Toda a gente conhece o reflexo: chega um SMS suspeito, reencaminha-se para o 33700, apaga-se e passa-se a outra coisa. O gesto é útil — mas deixa no ar uma pergunta que ninguém faz: e depois? Para onde vai essa denúncia? Quem a lê? Dá origem a algo concreto, ou acaba num poço sem fundo?
Este artigo não trata de reconhecer um SMS fraudulento, tema já largamente abordado. Interessa-se pelo que vem a seguir: a arquitetura administrativa francesa da denúncia, os balcões que existem realmente, o que fazem e, sobretudo, a parte que as vítimas descobrem tarde demais — o procedimento de reembolso bancário, os seus prazos legais e os recursos quando a instituição se arrasta. Porque, no direito francês, uma vítima de fraude com meios de pagamento dispõe de muito mais alavancas do que imagina.

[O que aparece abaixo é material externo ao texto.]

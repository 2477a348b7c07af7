//! Station marker registry.
//!
//! Maps station IDs to their marker entries. At most one entry exists per
//! ID; inserting an ID that is already present replaces the entry and
//! hands the old one back so its marker can be released.

use std::collections::HashMap;
use std::fmt;

use crate::geo::LatLng;
use crate::models::Station;
use crate::popup::MarkerStyle;
use crate::renderer::MarkerHandle;

/// Callback invoked with the station snapshot when its marker is clicked.
pub type SelectCallback = Box<dyn FnMut(&Station) + Send>;

/// A station's marker and the display state derived from its snapshot.
pub struct MarkerEntry {
    /// Snapshot at the last add/update
    pub station: Station,
    /// Renderer-owned marker
    pub handle: MarkerHandle,
    /// Where the marker was placed; fixed for the entry's lifetime
    pub position: LatLng,
    pub style: MarkerStyle,
    pub popup: String,
    pub(crate) on_select: Option<SelectCallback>,
}

impl MarkerEntry {
    #[must_use]
    pub fn id(&self) -> &str {
        &self.station.id
    }
}

impl fmt::Debug for MarkerEntry {
    fn fmt(&self, f: &mut fmt::Formatter<'_>) -> fmt::Result {
        f.debug_struct("MarkerEntry")
            .field("station", &self.station)
            .field("handle", &self.handle)
            .field("position", &self.position)
            .field("style", &self.style)
            .field("on_select", &self.on_select.is_some())
            .finish_non_exhaustive()
    }
}

/// Result of inserting an entry.
#[derive(Debug)]
pub enum UpsertResult {
    /// First entry for this ID
    New,
    /// An entry existed and was replaced; the old entry is returned
    Replaced(MarkerEntry),
}

/// ID → marker entry mapping.
#[derive(Debug, Default)]
pub struct MarkerRegistry {
    entries: HashMap<String, MarkerEntry>,
}

impl MarkerRegistry {
    #[must_use]
    pub fn new() -> Self {
        Self::default()
    }

    /// Insert an entry keyed by its station ID, replacing any previous one.
    pub fn upsert(&mut self, entry: MarkerEntry) -> UpsertResult {
        match self.entries.insert(entry.station.id.clone(), entry) {
            Some(old) => UpsertResult::Replaced(old),
            None => UpsertResult::New,
        }
    }

    #[must_use]
    pub fn get(&self, id: &str) -> Option<&MarkerEntry> {
        self.entries.get(id)
    }

    pub fn get_mut(&mut self, id: &str) -> Option<&mut MarkerEntry> {
        self.entries.get_mut(id)
    }

    pub fn remove(&mut self, id: &str) -> Option<MarkerEntry> {
        self.entries.remove(id)
    }

    /// Drop every entry.
    pub fn clear(&mut self) {
        self.entries.clear();
    }

    /// All entries in no particular order.
    pub fn iter(&self) -> impl Iterator<Item = &MarkerEntry> {
        self.entries.values()
    }

    #[must_use]
    pub fn len(&self) -> usize {
        self.entries.len()
    }

    #[must_use]
    pub fn is_empty(&self) -> bool {
        self.entries.is_empty()
    }
}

O 33700: o que acontece realmente ao seu reencaminhamento
O 33700 é um dispositivo gerido pelos operadores franceses (Orange, SFR, Bouygues Telecom, Free) sob a égide da Fédération française des télécoms, com o apoio dos poderes públicos. É gratuito, mesmo a partir de um tarifário bloqueado.
O procedimento oficial tem duas fases, e é a segunda que muitos esquecem:
- Reencaminhar o SMS suspeito para o 33700.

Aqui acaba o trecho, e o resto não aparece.